Introduction to vSphere HA
Learner Objectives
After completing this Introduction to vSphere HA lesson lesson, you should be able to meet the following objectives:
- Identify options for configuring a highly available vSphere environment
- Describe how vSphere HA responds when an ESXi host, a virtual machine, or an application fails
Protection at Every Level
With vSphere, you can reduce planned downtime, prevent unplanned downtime, and recover rapidly from outages.
About vSphere HA
vSphere HA provides rapid recovery from outages and cost-effective high availability for applications running in VMs. vSphere HA protects application availability in several ways.
Protects Against | How Does vSphere HA Provide Protection? |
ESXi host failure | By restarting the VMs on other hosts within the cluster |
VM failure | By restarting the VM when a VMware Tools heartbeat is not received within a set time |
Application failure | By restarting the VM when an application heartbeat is not received within a set time |
Datastore accessibility failure | By restarting the affected VMs on other hosts that still can access the datastores. |
Network isolation | By restarting VMs if their host becomes isolated on the management or vSAN network. This protection is provided even if the network becomes partitioned. |
vSphere HA Scenario: ESXi Host Failure
When a host fails, vSphere HA restarts the impacted VMs on other hosts in the cluster.
vSphere HA Scenario: Guest Operating System Failure
When a VM stops sending heartbeats or the VM process (vmx) fails unexpectedly, vSphere HA resets the VM.
vSphere HA Scenario: Application Failure
When an application fails, vSphere HA restarts the impacted VM on the same host.
vSphere HA Scenario: Datastore Accessibility Failures
If VM Component Protection (VMCP) is enabled, vSphere HA can detect datastore accessibility failures and provide automated recovery for affected VMs.
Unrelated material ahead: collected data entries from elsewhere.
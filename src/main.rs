use std::path::PathBuf;
use std::process::ExitCode;

use anyhow::{Context, Result};
use clap::Parser;

use conductance_batch::utils::logging;
use conductance_batch::{App, Config, XdoDesktop};

/// 批量驱动传导率计算程序，导出每个样本的计算结果
#[derive(Debug, Parser)]
#[command(version, about)]
struct Cli {
    /// 输入目录（.vtser 文件）
    input_dir: PathBuf,

    /// 输出目录（.txt 文件）
    output_dir: PathBuf,

    /// TOML 配置文件
    #[arg(short, long)]
    config: Option<PathBuf>,

    /// 同时运行的实例数量
    #[arg(short = 'n', long)]
    concurrency: Option<usize>,

    /// 外部程序路径
    #[arg(long)]
    app: Option<PathBuf>,

    /// 启动前缀（默认 wine）；不带参数时直接执行外部程序
    #[arg(long, num_args = 0.., value_name = "ARG", allow_hyphen_values = true)]
    launch_prefix: Option<Vec<String>>,

    /// 显示详细日志
    #[arg(short, long)]
    verbose: bool,
}

impl Cli {
    /// 命令行参数覆盖配置
    fn apply(self, config: &mut Config) {
        config.input_dir = self.input_dir;
        config.output_dir = self.output_dir;
        if let Some(n) = self.concurrency {
            config.concurrency = n;
        }
        if let Some(app) = self.app {
            config.app_path = app;
        }
        if let Some(prefix) = self.launch_prefix {
            config.launch_prefix = prefix;
        }
        config.verbose_logging |= self.verbose;
    }
}

#[tokio::main]
async fn main() -> Result<ExitCode> {
    let cli = Cli::parse();

    // 加载配置
    let mut config = Config::load(cli.config.as_deref()).context("加载配置失败")?;
    cli.apply(&mut config);

    // 初始化日志
    logging::init(config.verbose_logging);

    let desktop = XdoDesktop::new(config.timing.tool_timeout);

    // 初始化并运行应用
    let report = App::initialize(config, desktop).await?.run().await?;

    if report.has_failures() {
        Ok(ExitCode::from(2))
    } else {
        Ok(ExitCode::SUCCESS)
    }
}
You can determine the response that vSphere HA makes to such a failure, ranging from the creation of event alarms to VM restarts on other hosts:
- All paths down (APD):
- Recoverable.
- Represents a transient or unknown accessibility loss.
- Response can be either Issue events, Power off and restart VMs – Conservative restart policy, or Power off and restart VMs – Aggressive restart policy.
- Permanent device loss (PDL):
- Unrecoverable loss of accessibility.
- Occurs when a storage device reports that the datastore is no longer accessible by the host.
- Response can be either Issue events or Power off and restart VMs.
vSphere HA Scenario: Protecting VMs Against Network Isolation vSphere HA restarts VMs if their host becomes isolated on the management or vSAN network.
Host network isolation occurs when a host is still running, but it can no longer observe traffic from vSphere HA agents on the management network:
- The host tries to ping the isolation addresses. An isolation address is an IP address or FQDN that can be manually specified (the default is the host’s default gateway).
- If pinging fails, the host declares that it is isolated from the network.
- This protection is provided even if the network becomes partitioned.
Importance of Redundant Heartbeat Networks
Redundant heartbeat networks ensure reliable failure detection and minimize the chance of host isolation scenarios. In a vSphere HA cluster, heartbeats have the following characteristics:
- They are sent between the master host and the subordinate hosts.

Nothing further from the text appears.